EXERCISE:
From the material below, work out how many lines contain "assert" and answer with the number only.

DATASET EXCERPTS:
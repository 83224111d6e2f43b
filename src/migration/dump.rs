// ABOUTME: Wrapper for pg_dump to export the schema of a single table
// ABOUTME: Returns the raw dump bytes, stdout and stderr combined

use crate::config::GeneratorConfig;
use crate::postgres::{output_combined, pg_dump_command};
use anyhow::Result;

/// Dump the schema (DDL) of one table as a clean, schema-only script.
///
/// The returned bytes are exactly what pg_dump wrote, warnings included.
/// A non-zero exit returns that same text as the error message.
pub async fn dump_table(config: &GeneratorConfig, table: &str) -> Result<Vec<u8>> {
    tracing::debug!("Dumping schema for table '{}'", table);

    let mut cmd = pg_dump_command(config, table);
    let dump = output_combined(&mut cmd, &config.pg_dump_bin).await?;

    tracing::debug!("pg_dump produced {} bytes for '{}'", dump.len(), table);
    Ok(dump)
}

#[cfg(test)]
mod tests {
    use super::*;

    #[tokio::test]
    #[ignore]
    async fn test_dump_table() {
        let mut config = GeneratorConfig::default();
        if let Ok(host) = std::env::var("TEST_DB_HOST") {
            config.connection.host = host;
        }
        if let Ok(password) = std::env::var("TEST_DB_PASSWORD") {
            config.connection.password = password;
        }
        let table = std::env::var("TEST_TABLE").unwrap();

        let dump = dump_table(&config, &table).await.unwrap();
        let text = String::from_utf8_lossy(&dump);
        assert!(text.contains("CREATE TABLE"));
        assert!(text.contains("DROP TABLE"));
    }

    #[tokio::test]
    async fn test_dump_table_missing_pg_dump() {
        let config = GeneratorConfig {
            pg_dump_bin: "pg-migration-gen-no-such-pg-dump".to_string(),
            ..Default::default()
        };

        let err = dump_table(&config, "users").await.unwrap_err();
        assert!(err
            .to_string()
            .contains("Failed to execute pg-migration-gen-no-such-pg-dump"));
    }
}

REPLY TO THE EXERCISE:
3